Freelancing During A Recession


Let me open this article by making a few things clear: I’m not an economist. Nor am I a virologist. And I don’t have a crystal ball.

However, given what I’m hearing from people much smarter than me, along with the recent losses in the stock market and the impending job losses, we’re headed toward another recession.

I wanted to write this article because when I started freelancing, it was right before the last recession hit in 2008. And, if you’re at all like I was, you were really worried about your business and your ability to financially survive.

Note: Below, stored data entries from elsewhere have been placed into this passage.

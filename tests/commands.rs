extern crate imapshell;

use imapshell::cli::{run, Command, Outcome};
use imapshell::error::{Error, EXIT_FOLDER_NOT_EMPTY};
use imapshell::session::Resolver;
use imapshell::testing::{FixedPrompter, MemoryConnector, MemoryStore, StoredMessage};
use imapshell::types::FlagSet;

const HELLO: &str = "From: Alice <alice@example.com>\r\n\
                     Subject: Hello\r\n\
                     \r\n\
                     See you at noon.\r\n";

fn resolver(servers: &[(&str, &MemoryStore)]) -> Resolver<MemoryConnector, FixedPrompter> {
    let connector = servers
        .iter()
        .fold(MemoryConnector::new(), |connector, (host, store)| {
            connector.with_server(host, (*store).clone())
        });
    Resolver::new(connector, FixedPrompter::new("jane", "secret"))
}

fn stdout(outcome: &Outcome) -> String {
    String::from_utf8(outcome.stdout.clone()).unwrap()
}

#[test]
fn login_lists_capabilities() {
    let server = MemoryStore::new();
    let mut resolver = resolver(&[("imap.example.com", &server)]);
    let outcome = run(
        &Command::Login {
            host: "imap.example.com".to_string(),
            no_ssl: false,
        },
        &mut resolver,
    )
    .unwrap();
    assert!(stdout(&outcome).lines().any(|l| l == "IMAP4rev1"));
    assert_eq!(outcome.exit_code, 0);
    assert_eq!(server.count("LOGOUT"), 1);
}

#[test]
fn folders_table() {
    let server = MemoryStore::new()
        .with_folder("INBOX", vec![StoredMessage::new(HELLO, &[]); 5])
        .with_folder("Sent", vec![StoredMessage::new(HELLO, &["\\Seen"]); 10]);
    let mut resolver = resolver(&[("imap.example.com", &server)]);
    let outcome = run(
        &Command::Folders {
            host: "jane@imap.example.com".to_string(),
            sort: false,
            no_ssl: false,
        },
        &mut resolver,
    )
    .unwrap();
    let text = stdout(&outcome);
    assert!(text.contains("| INBOX | "), "{}", text);
    assert!(text.contains("| 5        | 5      |"), "{}", text);
    assert!(text.contains("| 10       | 0      |"), "{}", text);
    assert_eq!(server.count("LOGOUT"), 1);
}

#[test]
fn peek_prints_body_untruncated() {
    let server = MemoryStore::new().with_folder("INBOX", vec![StoredMessage::new(HELLO, &[])]);
    let mut resolver = resolver(&[("imap.example.com", &server)]);
    let outcome = run(
        &Command::Peek {
            host: "imap.example.com".to_string(),
            folder: "INBOX".to_string(),
            messageid: 1,
            no_ssl: false,
        },
        &mut resolver,
    )
    .unwrap();
    let text = stdout(&outcome);
    assert!(text.ends_with(HELLO), "{}", text);
    assert!(text.contains("| Subject | Hello"), "{}", text);
}

#[test]
fn peek_missing_message_exit_code() {
    let server = MemoryStore::new().with_folder("INBOX", Vec::new());
    let mut resolver = resolver(&[("imap.example.com", &server)]);
    let err = run(
        &Command::Peek {
            host: "imap.example.com".to_string(),
            folder: "INBOX".to_string(),
            messageid: 1,
            no_ssl: false,
        },
        &mut resolver,
    )
    .unwrap_err();
    assert!(matches!(err, Error::MessageNotFound { seq: 1, .. }));
    assert_eq!(err.exit_code(), 7);
    assert_eq!(server.count("LOGOUT"), 1);
}

#[test]
fn copy_between_servers() {
    let old = MemoryStore::new().with_folder(
        "INBOX",
        vec![
            StoredMessage::new("Subject: a\r\n\r\n", &["\\Seen"]),
            StoredMessage::new("Subject: b\r\n\r\n", &["\\Recent"]),
            StoredMessage::new("Subject: c\r\n\r\n", &["\\Seen", "\\Flagged"]),
        ],
    );
    let new = MemoryStore::new().with_folder("Archive", Vec::new());
    let mut resolver = resolver(&[("old.example.com", &old), ("new.example.com", &new)]);

    let outcome = run(
        &Command::Copy {
            from: "jane@old.example.com".to_string(),
            from_folder: "INBOX".to_string(),
            to: "jane@new.example.com".to_string(),
            to_folder: "Archive".to_string(),
            from_no_ssl: false,
            to_no_ssl: true,
        },
        &mut resolver,
    )
    .unwrap();
    assert_eq!(stdout(&outcome), "Copied 3 messages from INBOX to Archive\n");

    let flags: Vec<FlagSet> = new
        .messages("Archive")
        .unwrap()
        .into_iter()
        .map(|m| m.flags)
        .collect();
    let expected: Vec<FlagSet> = vec![
        vec!["\\Seen"].into_iter().collect(),
        FlagSet::new(),
        vec!["\\Seen", "\\Flagged"].into_iter().collect(),
    ];
    assert_eq!(flags, expected);

    let logins = resolver.connector().logins();
    assert_eq!(logins.len(), 2);
    assert_eq!((logins[0].port, logins[0].tls), (993, true));
    assert_eq!((logins[1].port, logins[1].tls), (143, false));
}

#[test]
fn malformed_address_is_rejected_before_any_connection() {
    let old = MemoryStore::new().with_folder("INBOX", Vec::new());
    let mut resolver = resolver(&[("old.example.com", &old)]);
    let err = run(
        &Command::Copy {
            from: "old.example.com".to_string(),
            from_folder: "INBOX".to_string(),
            to: "new.example.com:imaps".to_string(),
            to_folder: "INBOX".to_string(),
            from_no_ssl: false,
            to_no_ssl: false,
        },
        &mut resolver,
    )
    .unwrap_err();
    assert_eq!(err.exit_code(), 3);
    assert!(resolver.connector().logins().is_empty());
}

#[test]
fn rmfolder_refusal_exit_code() {
    let server = MemoryStore::new().with_folder("Old", vec![StoredMessage::new(HELLO, &[])]);
    let mut resolver = resolver(&[("imap.example.com", &server)]);
    let command = |force| Command::RmFolder {
        host: "imap.example.com".to_string(),
        folder: "Old".to_string(),
        force,
        no_ssl: false,
    };

    let refused = run(&command(false), &mut resolver).unwrap();
    assert_eq!(refused.exit_code, EXIT_FOLDER_NOT_EMPTY);
    assert!(refused.notice.is_some());
    assert_eq!(server.count("DELETE"), 0);

    let deleted = run(&command(true), &mut resolver).unwrap();
    assert_eq!(deleted.exit_code, 0);
    assert_eq!(server.messages("Old"), None);
}

#[test]
fn merge_and_createfolder() {
    let server = MemoryStore::new().with_folder("Old", vec![StoredMessage::new(HELLO, &[]); 2]);
    let mut resolver = resolver(&[("imap.example.com", &server)]);

    run(
        &Command::CreateFolder {
            host: "imap.example.com".to_string(),
            folder: "New".to_string(),
            no_ssl: false,
        },
        &mut resolver,
    )
    .unwrap();
    let outcome = run(
        &Command::Merge {
            host: "imap.example.com".to_string(),
            from_folder: "Old".to_string(),
            to_folder: "New".to_string(),
            no_ssl: false,
        },
        &mut resolver,
    )
    .unwrap();
    assert_eq!(stdout(&outcome), "Moved 2 messages from Old to New\n");
    assert_eq!(server.messages("New").unwrap().len(), 2);
    assert!(server.messages("Old").unwrap().is_empty());
}

#[test]
fn wrong_password_exit_code() {
    let server = MemoryStore::new().with_password("right");
    let mut resolver = resolver(&[("imap.example.com", &server)]);
    let err = run(
        &Command::Folders {
            host: "imap.example.com".to_string(),
            sort: false,
            no_ssl: false,
        },
        &mut resolver,
    )
    .unwrap_err();
    assert_eq!(err.exit_code(), 5);
    assert_eq!(server.count("LIST"), 0);
}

It’s not uncommon for freelancers to think that we’re always just a missed invoice or lead away from collapse. That your business is built on a house of cards. So, understandably, when corporate financials sliding and lay-offs are imminent, you probably start doubting your ability to stay afloat.

The truth about overhead

I was surprised, especially when I was really worried about the doom-and-gloom of the 2008 recession, by how seemingly better things got for my business when the downturn hit.

You see, when I started freelancing I was fairly new to the business world.

While my dad was a business owner, as a kid I was more exposed to the effects (him being at my mid-day baseball games while other dad’s were at work) than the causes. You could say that I liked what entrepreneurship yielded, but I was pretty clueless about what it actually took to pull off.

Why?

Well, in retrospect and with more than a decade of owning a business under my belt now, it makes sense now.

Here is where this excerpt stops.